▶ [What you are asked to do] Output only the lines of the entries that follow, starting at the one with "arbitrary-precision coordinates and" and running down to the one with "append_int(out, &self.x);", both included and unchanged.

(Provided entries Opens)

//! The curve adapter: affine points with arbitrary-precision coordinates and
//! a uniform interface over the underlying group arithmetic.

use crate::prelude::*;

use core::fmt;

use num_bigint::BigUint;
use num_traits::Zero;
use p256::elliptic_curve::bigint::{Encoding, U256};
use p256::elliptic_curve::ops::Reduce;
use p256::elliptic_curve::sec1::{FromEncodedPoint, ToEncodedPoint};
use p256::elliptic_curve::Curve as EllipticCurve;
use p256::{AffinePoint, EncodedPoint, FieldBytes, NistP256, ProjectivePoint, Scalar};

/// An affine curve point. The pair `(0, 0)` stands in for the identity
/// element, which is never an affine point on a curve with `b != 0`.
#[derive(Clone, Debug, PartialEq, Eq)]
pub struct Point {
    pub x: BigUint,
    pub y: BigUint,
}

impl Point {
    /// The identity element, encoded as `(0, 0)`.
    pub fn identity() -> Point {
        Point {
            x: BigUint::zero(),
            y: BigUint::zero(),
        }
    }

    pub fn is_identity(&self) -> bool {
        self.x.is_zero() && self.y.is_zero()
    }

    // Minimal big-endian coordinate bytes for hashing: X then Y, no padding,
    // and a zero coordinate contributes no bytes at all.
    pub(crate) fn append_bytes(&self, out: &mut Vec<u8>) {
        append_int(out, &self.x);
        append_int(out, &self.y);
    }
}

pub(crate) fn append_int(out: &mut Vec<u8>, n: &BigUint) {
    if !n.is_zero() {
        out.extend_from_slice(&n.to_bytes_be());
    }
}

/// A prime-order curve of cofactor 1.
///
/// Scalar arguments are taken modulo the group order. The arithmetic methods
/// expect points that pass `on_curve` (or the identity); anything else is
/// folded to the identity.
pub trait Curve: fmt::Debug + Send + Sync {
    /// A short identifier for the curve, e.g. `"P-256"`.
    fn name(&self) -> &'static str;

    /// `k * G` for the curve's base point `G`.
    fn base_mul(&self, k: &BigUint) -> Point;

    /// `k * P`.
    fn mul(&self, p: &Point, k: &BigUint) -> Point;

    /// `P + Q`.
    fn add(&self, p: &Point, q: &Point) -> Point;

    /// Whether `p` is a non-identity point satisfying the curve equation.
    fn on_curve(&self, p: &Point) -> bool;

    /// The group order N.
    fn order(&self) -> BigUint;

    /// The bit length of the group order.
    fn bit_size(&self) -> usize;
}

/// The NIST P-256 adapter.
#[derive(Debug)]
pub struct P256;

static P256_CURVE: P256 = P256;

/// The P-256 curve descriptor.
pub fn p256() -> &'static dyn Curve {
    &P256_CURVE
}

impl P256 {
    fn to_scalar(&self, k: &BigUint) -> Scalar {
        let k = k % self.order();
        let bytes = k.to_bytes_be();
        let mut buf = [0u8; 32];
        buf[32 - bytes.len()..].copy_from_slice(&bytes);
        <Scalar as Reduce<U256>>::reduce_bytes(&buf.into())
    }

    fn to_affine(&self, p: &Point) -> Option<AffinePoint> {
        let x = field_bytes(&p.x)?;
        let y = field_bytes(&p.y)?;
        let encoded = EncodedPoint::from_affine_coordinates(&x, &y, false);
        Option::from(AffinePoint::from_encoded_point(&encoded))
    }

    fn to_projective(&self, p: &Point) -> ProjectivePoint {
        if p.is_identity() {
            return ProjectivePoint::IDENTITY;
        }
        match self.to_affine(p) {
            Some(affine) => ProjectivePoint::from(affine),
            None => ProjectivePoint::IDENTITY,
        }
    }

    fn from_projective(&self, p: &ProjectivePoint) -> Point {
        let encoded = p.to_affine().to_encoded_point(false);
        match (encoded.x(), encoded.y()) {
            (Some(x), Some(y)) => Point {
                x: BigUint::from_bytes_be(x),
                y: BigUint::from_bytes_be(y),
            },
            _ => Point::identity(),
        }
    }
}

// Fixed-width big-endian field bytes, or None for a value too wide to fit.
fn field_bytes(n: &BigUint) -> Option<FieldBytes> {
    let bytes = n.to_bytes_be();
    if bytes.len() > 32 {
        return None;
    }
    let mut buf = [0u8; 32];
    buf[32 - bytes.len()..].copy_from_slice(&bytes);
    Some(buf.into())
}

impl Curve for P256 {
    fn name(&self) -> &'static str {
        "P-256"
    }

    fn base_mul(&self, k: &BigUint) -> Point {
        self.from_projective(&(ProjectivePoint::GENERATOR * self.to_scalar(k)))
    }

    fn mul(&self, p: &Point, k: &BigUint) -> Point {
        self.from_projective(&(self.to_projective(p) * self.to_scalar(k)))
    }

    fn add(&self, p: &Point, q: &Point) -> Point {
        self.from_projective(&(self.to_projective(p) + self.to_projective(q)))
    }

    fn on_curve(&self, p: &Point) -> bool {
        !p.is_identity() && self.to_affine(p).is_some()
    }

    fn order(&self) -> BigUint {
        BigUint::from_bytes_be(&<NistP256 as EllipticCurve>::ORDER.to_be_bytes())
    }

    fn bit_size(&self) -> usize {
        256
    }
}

(Provided entries Closes)
(Provided entries Opens)

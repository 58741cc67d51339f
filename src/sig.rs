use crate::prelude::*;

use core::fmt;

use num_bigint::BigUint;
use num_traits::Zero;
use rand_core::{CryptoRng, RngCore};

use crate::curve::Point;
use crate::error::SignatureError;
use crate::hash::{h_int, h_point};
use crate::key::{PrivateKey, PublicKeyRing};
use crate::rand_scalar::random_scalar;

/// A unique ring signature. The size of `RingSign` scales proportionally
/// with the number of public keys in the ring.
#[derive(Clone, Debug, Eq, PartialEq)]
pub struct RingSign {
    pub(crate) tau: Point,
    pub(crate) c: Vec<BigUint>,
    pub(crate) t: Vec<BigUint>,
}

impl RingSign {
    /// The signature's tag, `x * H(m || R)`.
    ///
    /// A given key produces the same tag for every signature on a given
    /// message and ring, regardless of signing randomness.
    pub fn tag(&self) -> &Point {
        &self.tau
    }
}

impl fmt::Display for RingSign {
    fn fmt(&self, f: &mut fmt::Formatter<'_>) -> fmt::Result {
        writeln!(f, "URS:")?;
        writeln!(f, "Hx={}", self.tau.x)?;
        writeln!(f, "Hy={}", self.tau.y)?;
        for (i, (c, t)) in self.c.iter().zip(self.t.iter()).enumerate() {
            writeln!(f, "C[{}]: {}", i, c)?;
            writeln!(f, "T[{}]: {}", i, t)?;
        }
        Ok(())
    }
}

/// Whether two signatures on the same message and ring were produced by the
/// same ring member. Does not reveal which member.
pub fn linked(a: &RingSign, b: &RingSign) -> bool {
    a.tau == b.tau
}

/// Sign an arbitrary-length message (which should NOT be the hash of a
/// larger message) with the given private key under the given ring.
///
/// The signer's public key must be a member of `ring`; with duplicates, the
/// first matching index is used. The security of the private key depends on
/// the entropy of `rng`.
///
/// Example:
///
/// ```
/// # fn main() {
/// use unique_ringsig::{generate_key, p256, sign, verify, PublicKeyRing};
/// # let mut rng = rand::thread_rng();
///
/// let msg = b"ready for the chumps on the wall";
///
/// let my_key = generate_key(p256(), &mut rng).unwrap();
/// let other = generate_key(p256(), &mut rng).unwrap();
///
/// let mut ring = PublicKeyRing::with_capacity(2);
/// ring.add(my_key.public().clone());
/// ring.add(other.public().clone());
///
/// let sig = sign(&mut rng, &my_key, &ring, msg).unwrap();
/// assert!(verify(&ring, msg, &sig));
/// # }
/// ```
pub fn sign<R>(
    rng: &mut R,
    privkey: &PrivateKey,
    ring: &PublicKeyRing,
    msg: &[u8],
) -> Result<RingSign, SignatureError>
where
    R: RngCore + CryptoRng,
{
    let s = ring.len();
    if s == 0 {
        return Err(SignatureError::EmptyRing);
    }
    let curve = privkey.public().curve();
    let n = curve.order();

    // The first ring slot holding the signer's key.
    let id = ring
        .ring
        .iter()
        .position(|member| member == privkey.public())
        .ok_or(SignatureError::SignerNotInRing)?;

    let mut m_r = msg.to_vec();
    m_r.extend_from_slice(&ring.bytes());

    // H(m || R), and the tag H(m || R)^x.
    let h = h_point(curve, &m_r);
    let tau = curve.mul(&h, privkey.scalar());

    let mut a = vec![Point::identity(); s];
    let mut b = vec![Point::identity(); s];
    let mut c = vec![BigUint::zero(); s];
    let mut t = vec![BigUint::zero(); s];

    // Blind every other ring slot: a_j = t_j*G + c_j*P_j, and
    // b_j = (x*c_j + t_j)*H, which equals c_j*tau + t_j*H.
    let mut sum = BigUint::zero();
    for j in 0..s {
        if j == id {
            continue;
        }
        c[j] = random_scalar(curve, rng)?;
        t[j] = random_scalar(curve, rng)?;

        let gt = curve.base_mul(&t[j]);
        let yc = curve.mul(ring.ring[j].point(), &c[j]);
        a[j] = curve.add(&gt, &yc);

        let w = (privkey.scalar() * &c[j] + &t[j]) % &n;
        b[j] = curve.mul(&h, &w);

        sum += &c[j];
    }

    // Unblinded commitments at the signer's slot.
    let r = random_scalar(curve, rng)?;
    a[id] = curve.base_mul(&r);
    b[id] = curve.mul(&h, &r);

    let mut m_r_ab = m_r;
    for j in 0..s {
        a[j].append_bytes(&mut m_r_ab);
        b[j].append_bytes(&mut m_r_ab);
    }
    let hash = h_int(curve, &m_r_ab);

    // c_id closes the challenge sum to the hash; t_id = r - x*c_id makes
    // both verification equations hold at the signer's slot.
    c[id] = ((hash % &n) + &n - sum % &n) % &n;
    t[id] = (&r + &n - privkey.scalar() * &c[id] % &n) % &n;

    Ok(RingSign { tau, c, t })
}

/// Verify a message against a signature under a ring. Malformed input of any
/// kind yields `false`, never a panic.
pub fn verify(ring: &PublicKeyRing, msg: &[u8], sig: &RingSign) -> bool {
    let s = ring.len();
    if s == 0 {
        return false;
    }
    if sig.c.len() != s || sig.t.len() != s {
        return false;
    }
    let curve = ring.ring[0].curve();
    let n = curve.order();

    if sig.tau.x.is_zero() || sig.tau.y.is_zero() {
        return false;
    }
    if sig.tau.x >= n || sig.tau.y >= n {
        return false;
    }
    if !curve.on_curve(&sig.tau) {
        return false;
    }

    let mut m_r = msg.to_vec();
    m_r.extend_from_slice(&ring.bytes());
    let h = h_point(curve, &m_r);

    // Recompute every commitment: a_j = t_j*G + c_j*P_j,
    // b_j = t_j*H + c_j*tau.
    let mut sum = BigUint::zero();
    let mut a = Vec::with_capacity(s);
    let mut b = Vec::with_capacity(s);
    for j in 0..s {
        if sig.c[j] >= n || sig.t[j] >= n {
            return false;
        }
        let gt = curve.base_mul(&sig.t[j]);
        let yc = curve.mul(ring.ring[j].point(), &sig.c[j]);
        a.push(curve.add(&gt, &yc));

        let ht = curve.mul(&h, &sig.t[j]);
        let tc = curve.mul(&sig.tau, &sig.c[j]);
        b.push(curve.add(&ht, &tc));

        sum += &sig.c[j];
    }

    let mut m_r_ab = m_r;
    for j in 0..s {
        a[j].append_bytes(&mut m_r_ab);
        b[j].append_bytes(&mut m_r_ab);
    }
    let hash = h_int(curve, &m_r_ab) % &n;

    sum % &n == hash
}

(Provided entries Closes)
(Provided entries Opens)

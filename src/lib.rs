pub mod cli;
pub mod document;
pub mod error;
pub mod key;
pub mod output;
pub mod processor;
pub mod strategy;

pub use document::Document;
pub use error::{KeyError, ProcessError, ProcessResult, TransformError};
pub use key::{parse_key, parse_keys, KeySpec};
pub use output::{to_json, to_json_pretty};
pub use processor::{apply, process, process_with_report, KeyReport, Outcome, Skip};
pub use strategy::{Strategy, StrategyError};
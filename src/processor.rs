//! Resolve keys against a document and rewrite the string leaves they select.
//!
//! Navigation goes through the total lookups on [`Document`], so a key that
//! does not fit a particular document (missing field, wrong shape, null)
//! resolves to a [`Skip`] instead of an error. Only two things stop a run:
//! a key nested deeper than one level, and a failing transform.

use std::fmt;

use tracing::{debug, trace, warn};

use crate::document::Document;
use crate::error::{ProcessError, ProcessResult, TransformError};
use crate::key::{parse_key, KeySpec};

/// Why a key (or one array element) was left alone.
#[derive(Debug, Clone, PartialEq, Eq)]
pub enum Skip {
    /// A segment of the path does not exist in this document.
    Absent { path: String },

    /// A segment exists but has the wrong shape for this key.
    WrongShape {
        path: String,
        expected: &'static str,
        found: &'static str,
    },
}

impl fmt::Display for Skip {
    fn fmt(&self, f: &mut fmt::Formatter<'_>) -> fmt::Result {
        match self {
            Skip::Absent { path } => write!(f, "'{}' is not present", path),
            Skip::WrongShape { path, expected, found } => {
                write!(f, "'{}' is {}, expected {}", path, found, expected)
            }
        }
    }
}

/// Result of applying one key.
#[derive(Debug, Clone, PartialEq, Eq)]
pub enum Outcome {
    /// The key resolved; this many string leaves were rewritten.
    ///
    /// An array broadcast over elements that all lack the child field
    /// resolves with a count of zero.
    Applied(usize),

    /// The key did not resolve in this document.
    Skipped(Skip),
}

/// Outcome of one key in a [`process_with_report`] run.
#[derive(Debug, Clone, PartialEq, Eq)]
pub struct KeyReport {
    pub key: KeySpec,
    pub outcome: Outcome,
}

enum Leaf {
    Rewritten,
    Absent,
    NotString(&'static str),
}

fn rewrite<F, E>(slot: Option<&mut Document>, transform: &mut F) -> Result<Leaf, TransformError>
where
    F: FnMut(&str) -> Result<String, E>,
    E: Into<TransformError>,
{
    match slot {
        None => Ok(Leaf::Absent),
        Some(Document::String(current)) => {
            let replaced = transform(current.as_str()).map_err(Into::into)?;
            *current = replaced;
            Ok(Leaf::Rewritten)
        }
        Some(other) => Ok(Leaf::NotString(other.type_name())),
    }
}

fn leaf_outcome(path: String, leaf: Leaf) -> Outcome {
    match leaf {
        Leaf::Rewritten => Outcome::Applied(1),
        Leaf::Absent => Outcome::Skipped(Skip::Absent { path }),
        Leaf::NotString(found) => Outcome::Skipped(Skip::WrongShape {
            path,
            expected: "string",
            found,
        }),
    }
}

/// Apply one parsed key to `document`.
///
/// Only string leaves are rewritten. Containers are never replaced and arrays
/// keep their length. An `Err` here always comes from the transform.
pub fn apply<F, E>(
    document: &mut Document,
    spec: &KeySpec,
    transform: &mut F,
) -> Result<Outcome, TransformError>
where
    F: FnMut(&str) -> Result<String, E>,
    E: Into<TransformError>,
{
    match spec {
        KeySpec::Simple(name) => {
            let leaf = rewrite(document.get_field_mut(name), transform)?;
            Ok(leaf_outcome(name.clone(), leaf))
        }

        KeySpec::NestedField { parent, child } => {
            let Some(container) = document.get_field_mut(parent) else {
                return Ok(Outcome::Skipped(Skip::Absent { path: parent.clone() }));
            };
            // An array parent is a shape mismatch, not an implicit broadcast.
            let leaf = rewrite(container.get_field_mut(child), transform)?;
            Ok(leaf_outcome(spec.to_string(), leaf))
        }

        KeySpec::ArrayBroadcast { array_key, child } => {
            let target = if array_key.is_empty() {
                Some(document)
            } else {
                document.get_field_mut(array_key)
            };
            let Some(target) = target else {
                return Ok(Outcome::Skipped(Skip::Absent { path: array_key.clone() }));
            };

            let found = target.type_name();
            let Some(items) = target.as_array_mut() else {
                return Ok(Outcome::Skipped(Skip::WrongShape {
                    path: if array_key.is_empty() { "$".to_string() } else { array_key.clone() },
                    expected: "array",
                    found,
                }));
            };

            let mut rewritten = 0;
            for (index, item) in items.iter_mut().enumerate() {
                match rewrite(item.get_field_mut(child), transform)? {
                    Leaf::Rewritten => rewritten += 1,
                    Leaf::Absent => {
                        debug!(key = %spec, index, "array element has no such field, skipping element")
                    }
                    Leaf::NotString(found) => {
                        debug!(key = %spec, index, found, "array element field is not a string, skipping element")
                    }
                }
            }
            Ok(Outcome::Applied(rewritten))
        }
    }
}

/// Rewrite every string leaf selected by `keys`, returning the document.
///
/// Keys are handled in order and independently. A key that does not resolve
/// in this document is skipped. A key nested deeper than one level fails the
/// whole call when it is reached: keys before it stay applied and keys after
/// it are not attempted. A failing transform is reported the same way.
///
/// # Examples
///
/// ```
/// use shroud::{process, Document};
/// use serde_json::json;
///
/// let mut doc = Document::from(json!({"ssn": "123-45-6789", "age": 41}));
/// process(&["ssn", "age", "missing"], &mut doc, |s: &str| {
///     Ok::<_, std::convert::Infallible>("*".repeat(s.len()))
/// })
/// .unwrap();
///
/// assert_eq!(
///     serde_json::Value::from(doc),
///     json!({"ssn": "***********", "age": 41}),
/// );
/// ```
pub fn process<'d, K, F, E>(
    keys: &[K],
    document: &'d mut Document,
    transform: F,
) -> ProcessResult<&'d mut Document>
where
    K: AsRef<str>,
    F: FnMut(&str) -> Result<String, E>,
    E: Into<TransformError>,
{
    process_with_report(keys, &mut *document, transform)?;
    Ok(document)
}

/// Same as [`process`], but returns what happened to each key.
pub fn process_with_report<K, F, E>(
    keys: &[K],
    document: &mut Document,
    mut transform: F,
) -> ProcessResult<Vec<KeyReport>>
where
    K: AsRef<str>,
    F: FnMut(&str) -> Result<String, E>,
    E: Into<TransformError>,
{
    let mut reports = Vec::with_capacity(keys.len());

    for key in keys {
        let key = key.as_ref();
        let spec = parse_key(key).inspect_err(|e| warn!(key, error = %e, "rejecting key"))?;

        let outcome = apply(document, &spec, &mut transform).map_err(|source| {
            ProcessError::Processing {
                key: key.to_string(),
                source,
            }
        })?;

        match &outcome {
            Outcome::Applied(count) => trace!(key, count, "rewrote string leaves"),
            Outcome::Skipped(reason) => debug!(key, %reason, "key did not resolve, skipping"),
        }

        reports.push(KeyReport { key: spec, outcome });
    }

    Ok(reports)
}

(Provided entries Closes)

▶ [Answer to this problem]
//! The curve adapter: affine points with arbitrary-precision coordinates and
//! a uniform interface over the underlying group arithmetic.

use crate::prelude::*;

use core::fmt;

use num_bigint::BigUint;
use num_traits::Zero;
use p256::elliptic_curve::bigint::{Encoding, U256};
use p256::elliptic_curve::ops::Reduce;
use p256::elliptic_curve::sec1::{FromEncodedPoint, ToEncodedPoint};
use p256::elliptic_curve::Curve as EllipticCurve;
use p256::{AffinePoint, EncodedPoint, FieldBytes, NistP256, ProjectivePoint, Scalar};

/// An affine curve point. The pair `(0, 0)` stands in for the identity
/// element, which is never an affine point on a curve with `b != 0`.
#[derive(Clone, Debug, PartialEq, Eq)]
pub struct Point {
    pub x: BigUint,
    pub y: BigUint,
}

impl Point {
    /// The identity element, encoded as `(0, 0)`.
    pub fn identity() -> Point {
        Point {
            x: BigUint::zero(),
            y: BigUint::zero(),
        }
    }

    pub fn is_identity(&self) -> bool {
        self.x.is_zero() && self.y.is_zero()
    }

    // Minimal big-endian coordinate bytes for hashing: X then Y, no padding,
    // and a zero coordinate contributes no bytes at all.
    pub(crate) fn append_bytes(&self, out: &mut Vec<u8>) {
        append_int(out, &self.x);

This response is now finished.